> _Exercise description_
Whenever a line in the entries includes the word "functions", copy that line out.

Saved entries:
* * * * *

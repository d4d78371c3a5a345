//! Configuration validation module
//!
//! This module provides validation functions for application configuration
//! to ensure all required settings are properly configured.

use crate::utils::errors::{MeetupSyncError, Result};
use super::Settings;

/// Bounds the events feed accepts for its page parameter
pub const MIN_PAGE_SIZE: u32 = 10;
pub const MAX_PAGE_SIZE: u32 = 200;

/// Validate all configuration settings
pub fn validate_settings(settings: &Settings) -> Result<()> {
    validate_api_config(&settings.api)?;
    validate_database_config(&settings.database)?;
    validate_sync_config(&settings.sync)?;
    validate_logging_config(&settings.logging)?;

    Ok(())
}

/// Validate Meetup API configuration
fn validate_api_config(config: &super::ApiConfig) -> Result<()> {
    if config.base_url.is_empty() {
        return Err(MeetupSyncError::Config(
            "API base URL is required".to_string()
        ));
    }

    if url::Url::parse(&config.base_url).is_err() {
        return Err(MeetupSyncError::Config(
            format!("Invalid API base URL: {}", config.base_url)
        ));
    }

    if config.timeout_seconds == 0 {
        return Err(MeetupSyncError::Config(
            "API timeout must be greater than 0".to_string()
        ));
    }

    if config.fallback_reset_seconds == 0 {
        return Err(MeetupSyncError::Config(
            "Fallback rate-limit reset must be greater than 0".to_string()
        ));
    }

    Ok(())
}

/// Validate database configuration
fn validate_database_config(config: &super::DatabaseConfig) -> Result<()> {
    if config.url.is_empty() {
        return Err(MeetupSyncError::Config(
            "Database URL is required".to_string()
        ));
    }

    if config.max_connections == 0 {
        return Err(MeetupSyncError::Config(
            "Max connections must be greater than 0".to_string()
        ));
    }

    if config.min_connections > config.max_connections {
        return Err(MeetupSyncError::Config(
            "Min connections cannot be greater than max connections".to_string()
        ));
    }

    Ok(())
}

/// Validate catalog sync configuration
fn validate_sync_config(config: &super::SyncConfig) -> Result<()> {
    if config.page_size < MIN_PAGE_SIZE || config.page_size > MAX_PAGE_SIZE {
        return Err(MeetupSyncError::Config(
            format!(
                "Page size must be between {} and {}, got {}",
                MIN_PAGE_SIZE, MAX_PAGE_SIZE, config.page_size
            )
        ));
    }

    Ok(())
}

/// Validate logging configuration
fn validate_logging_config(config: &super::LoggingConfig) -> Result<()> {
    if config.level.is_empty() {
        return Err(MeetupSyncError::Config(
            "Log level is required".to_string()
        ));
    }

    let valid_levels = ["trace", "debug", "info", "warn", "error"];
    if !valid_levels.contains(&config.level.as_str()) {
        return Err(MeetupSyncError::Config(
            format!("Invalid log level: {}. Valid levels: {:?}", config.level, valid_levels)
        ));
    }

    if config.file_path.is_empty() {
        return Err(MeetupSyncError::Config(
            "Log file path is required".to_string()
        ));
    }

    Ok(())
}
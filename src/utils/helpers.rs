//! Helper functions and utilities
//!
//! This module contains common helper functions used throughout the application.

use chrono::{DateTime, Utc};

use crate::utils::errors::{ParseError, ParseResult};

/// Convert Meetup epoch milliseconds to a UTC timestamp
///
/// Sub-second precision is discarded, matching how the catalog stores all
/// remote timestamps.
pub fn datetime_from_millis(entity: &'static str, millis: i64) -> ParseResult<DateTime<Utc>> {
    let secs = millis / 1000;
    DateTime::<Utc>::from_timestamp(secs, 0)
        .ok_or(ParseError::TimeOutOfRange { entity, millis })
}

/// Convert Meetup millisecond durations and offsets to whole seconds
pub fn seconds_from_millis(millis: i64) -> i64 {
    millis / 1000
}

/// Format a timestamp as the date-only cursor the events feed accepts
pub fn format_date_cursor(timestamp: DateTime<Utc>) -> String {
    timestamp.format("%Y-%m-%d").to_string()
}
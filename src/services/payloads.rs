//! Wire payloads of the Meetup REST API
//!
//! Deserialization is the required-field gate: payloads type required fields
//! directly and optional fields as `Option`, so a record that cannot satisfy
//! its required set fails here and is skipped by the caller.

use serde::{Deserialize, Deserializer, Serialize};
use serde_json::Value;

use crate::utils::errors::{ParseError, ParseResult};

/// Group payload as served by `GET /{urlname}`
#[derive(Debug, Clone, Deserialize, Serialize)]
pub struct GroupResponse {
    pub id: i64,
    pub urlname: String,
    pub created: i64,
    pub description: String,
    pub lat: f64,
    pub lon: f64,
    pub link: String,
    pub members: i32,
    pub name: String,
    pub status: String,
    pub timezone: String,
    pub visibility: String,
    pub category: Option<CategoryResponse>,
    pub city: Option<String>,
    pub city_link: Option<String>,
    pub country: Option<String>,
    pub fee_options: Option<FeeOptionsResponse>,
    pub group_photo: Option<PhotoResponse>,
    pub join_mode: Option<String>,
    pub key_photo: Option<PhotoResponse>,
    pub localized_country_name: Option<String>,
    pub localized_location: Option<String>,
    pub member_limit: Option<i32>,
    pub meta_category: Option<MetaCategoryResponse>,
    pub nomination_acceptable: Option<bool>,
    pub organizer: Option<MemberResponse>,
    pub short_link: Option<String>,
    pub state: Option<String>,
    pub topics: Option<Vec<TopicResponse>>,
    pub untranslated_city: Option<String>,
    pub welcome_message: Option<String>,
    pub who: Option<String>,
}

impl GroupResponse {
    pub fn from_value(value: &Value) -> ParseResult<Self> {
        serde_json::from_value(value.clone()).map_err(|e| ParseError::CannotConstruct {
            entity: "group",
            source: e,
        })
    }
}

/// Event payload as served by `GET /{urlname}/events`
#[derive(Debug, Clone, Deserialize, Serialize)]
pub struct EventResponse {
    #[serde(deserialize_with = "string_or_number")]
    pub id: String,
    pub name: String,
    pub time: i64,
    pub attendance_count: Option<i32>,
    pub attendance_sample: Option<i32>,
    pub attendee_sample: Option<i32>,
    pub created: Option<i64>,
    pub date_in_series_pattern: Option<bool>,
    pub description: Option<String>,
    pub duration: Option<i64>,
    pub event_hosts: Option<Vec<EventHostResponse>>,
    pub fee: Option<FeeResponse>,
    pub how_to_find_us: Option<String>,
    pub status: Option<String>,
    pub updated: Option<i64>,
    pub utc_offset: Option<i64>,
    pub venue: Option<VenueResponse>,
    pub venue_visibility: Option<String>,
    pub visibility: Option<String>,
}

impl EventResponse {
    pub fn from_value(value: &Value) -> ParseResult<Self> {
        serde_json::from_value(value.clone()).map_err(|e| ParseError::CannotConstruct {
            entity: "event",
            source: e,
        })
    }
}

/// Per-event fee block, flattened onto the event record
#[derive(Debug, Clone, Deserialize, Serialize)]
pub struct FeeResponse {
    pub accepts: Option<String>,
    pub amount: Option<f64>,
    pub currency: Option<String>,
    pub description: Option<String>,
    pub label: Option<String>,
}

/// Group fee options, flattened onto the group record
#[derive(Debug, Clone, Deserialize, Serialize)]
pub struct FeeOptionsResponse {
    pub currencies: Option<CurrenciesResponse>,
    #[serde(rename = "type")]
    pub fee_type: Option<String>,
}

#[derive(Debug, Clone, Deserialize, Serialize)]
pub struct CurrenciesResponse {
    pub code: Option<String>,
    pub default: Option<bool>,
}

#[derive(Debug, Clone, Deserialize, Serialize)]
pub struct VenueResponse {
    pub id: i64,
    pub address_1: Option<String>,
    pub address_2: Option<String>,
    pub address_3: Option<String>,
    pub city: Option<String>,
    pub country: Option<String>,
    pub lat: Option<f64>,
    pub lon: Option<f64>,
    pub localized_country_name: Option<String>,
    pub name: Option<String>,
    pub phone: Option<String>,
    pub zip_code: Option<String>,
}

#[derive(Debug, Clone, Deserialize, Serialize)]
pub struct MemberResponse {
    pub id: i64,
    pub name: Option<String>,
    pub bio: Option<String>,
    pub photo: Option<PhotoResponse>,
}

#[derive(Debug, Clone, Deserialize, Serialize)]
pub struct PhotoResponse {
    pub id: i64,
    pub highres_link: Option<String>,
    pub base_url: Option<String>,
    pub photo_link: Option<String>,
    pub thumb_link: Option<String>,
    #[serde(rename = "type")]
    pub photo_type: Option<String>,
}

#[derive(Debug, Clone, Deserialize, Serialize)]
pub struct CategoryResponse {
    pub id: i64,
    pub name: Option<String>,
    pub shortname: Option<String>,
    pub sort_name: Option<String>,
}

/// Meta-category payload; unlike plain categories all naming fields are
/// mandatory on the wire
#[derive(Debug, Clone, Deserialize, Serialize)]
pub struct MetaCategoryResponse {
    pub id: i64,
    pub name: String,
    pub shortname: String,
    pub sort_name: String,
    pub photo: Option<PhotoResponse>,
    pub category_ids: Option<Vec<i64>>,
}

#[derive(Debug, Clone, Deserialize, Serialize)]
pub struct TopicResponse {
    pub id: i64,
    pub lang: String,
    pub name: String,
    pub urlkey: String,
}

/// Host entries arrive with every field optional, including the member id
#[derive(Debug, Clone, Deserialize, Serialize)]
pub struct EventHostResponse {
    pub host_count: Option<i32>,
    pub id: Option<i64>,
    pub intro: Option<String>,
    pub join_date: Option<i64>,
    pub name: Option<String>,
    pub photo: Option<PhotoResponse>,
}

/// Event ids are usually strings but occasionally arrive as bare numbers
fn string_or_number<'de, D>(deserializer: D) -> Result<String, D::Error>
where
    D: Deserializer<'de>,
{
    #[derive(Deserialize)]
    #[serde(untagged)]
    enum StringOrNumber {
        String(String),
        Number(i64),
    }

    Ok(match StringOrNumber::deserialize(deserializer)? {
        StringOrNumber::String(s) => s,
        StringOrNumber::Number(n) => n.to_string(),
    })
}
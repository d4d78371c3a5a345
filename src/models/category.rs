//! Category and meta-category models

use serde::{Deserialize, Serialize};
use sqlx::FromRow;

#[derive(Debug, Clone, Serialize, Deserialize, FromRow)]
pub struct Category {
    pub meetup_id: i64,
    pub name: Option<String>,
    pub shortname: Option<String>,
    pub sort_name: Option<String>,
}

/// Meta-category grouping several categories
///
/// `category_ids` mirrors the remote list exactly: it is cleared and rebuilt
/// on every encounter rather than merged.
#[derive(Debug, Clone, Serialize, Deserialize, FromRow)]
pub struct MetaCategory {
    pub meetup_id: i64,
    pub name: String,
    pub shortname: String,
    pub sort_name: String,
    pub photo_id: Option<i64>,
    pub category_ids: Vec<i64>,
}
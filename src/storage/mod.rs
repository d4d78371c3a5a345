//! Storage module
//!
//! This module handles catalog persistence behind the `CatalogStore` trait

pub mod connection;
pub mod store;
pub mod memory;
pub mod postgres;

// Re-export commonly used storage components
pub use connection::{DatabasePool, create_pool, health_check};
pub use store::CatalogStore;
pub use memory::MemoryStore;
pub use postgres::PgCatalogStore;
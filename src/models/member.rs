//! Member model

use serde::{Deserialize, Serialize};
use sqlx::FromRow;

#[derive(Debug, Clone, Serialize, Deserialize, FromRow)]
pub struct Member {
    pub meetup_id: i64,
    pub name: Option<String>,
    pub bio: Option<String>,
    pub photo_id: Option<i64>,
}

* * * * *

> _Written solution_
//! This module provides validation functions for application configuration
//! Helper functions and utilities
//! This module contains common helper functions used throughout the application.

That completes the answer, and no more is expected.